Gyuhao Day D-4: Spin-Off Aa Nonu-Unyong AU Omake, Slight sex scene, Pet/master, Smother Me by The Used
“H-H-Hao, are you sure I have to come inside?” gugup. Banget. “I mean, gue di sini aja nggak apa-apa lho, nungguin sampe pestanya kelar.”
Minghao memutar bola mata akan tingkah laku konyol tunangan sekaligus piaraannya itu 🙄
“Don’t be fucking ridiculous, Gyu,” ampun deh. “Kan udah pernah gue ceritain ke elo kalo gue kudu wajib absolutely must fardhu ain bawa calon laki gue ke nyokap. Inget kan? ‘Mantu yang ganteng, tinggi, seksi’? Dimana lagi gue bisa dapet yang sesuai rikuesan nyokap gue itu kalo lo cabut sekarang??”
“Y-ya, kan banyak, itu tiang listrik depan rumah lo-“
BLETAK!
“AWW!”
Anjing, pakek siku. Untung gue cinta sama lu, Hao.

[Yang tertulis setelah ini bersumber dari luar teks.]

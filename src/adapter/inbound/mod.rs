//! Inbound adapters: the ways the service is driven.

pub mod cli;
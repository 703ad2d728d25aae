//! Markets summary publication port.

use async_trait::async_trait;

use crate::domain::summary::MarketsSummary;
use crate::error::Result;

/// Port for publishing evaluated markets.
///
/// # Thread Safety
///
/// Implementations must be thread-safe (`Send + Sync`).
#[async_trait]
pub trait SummaryWriter: Send + Sync {
    /// Publish a summary, replacing any earlier one.
    ///
    /// # Errors
    ///
    /// Returns an error if the summary cannot be encoded or stored.
    async fn write(&self, summary: &MarketsSummary) -> Result<()>;
}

“Dah diem lo ah. Ayo masuk. Makin cepet lo nurut like a good boy you are, makin cepet kita bisa pergi dari sini,” kemudian sebuah ide menyambar roda gigi di dalam kepala Minghao, keturunan keluarga Xu yang termasuk jajaran Crazy Rich Asian di Indonesia. Ia baru saja pulang dari studinya di Belanda, mengulang lagi ijasah S1-nya, dan berencana untuk melanjutkan lagi di negara lain, namun, tentu saja, ibunya memerintahkan dia untuk bertandang ke rumah. Apalagi, sudah santer terdengar bahwa Xu Minghao tidak pulang seorang diri. Ia membawa pulang juga peliharaan barunya. “If you be a very good boy this whole day, I will give you a reward at our home later on.”
Kalimat terakhir itu mengetuk batin Mingyu.
“Reward?”
Minghao mengangguk.
“Reward…apa?” tanya Mingyu, berhati-hati. Ia sudah sangat paham tunangannya itu punya beberapa sekrup kewarasan yang lepas dari otaknya. Lebih baik bertanya daripada berasumsi sendirian.
Minghao tersenyum lebar. Manis, sekaligus mematikan.
“I will do anything you want me to do tonight.”
…
“…anything?”
“Anything.”
“Anything as in…anything?”
Anggukan tenang.
“…Even reverse pet and master?” oh, sudah ia dambakan sejak jauh hari. Khayalan memabukkan dimana ia menjadi tuan pemilik sesosok piaraan cantik yang pandai melayani majikannya.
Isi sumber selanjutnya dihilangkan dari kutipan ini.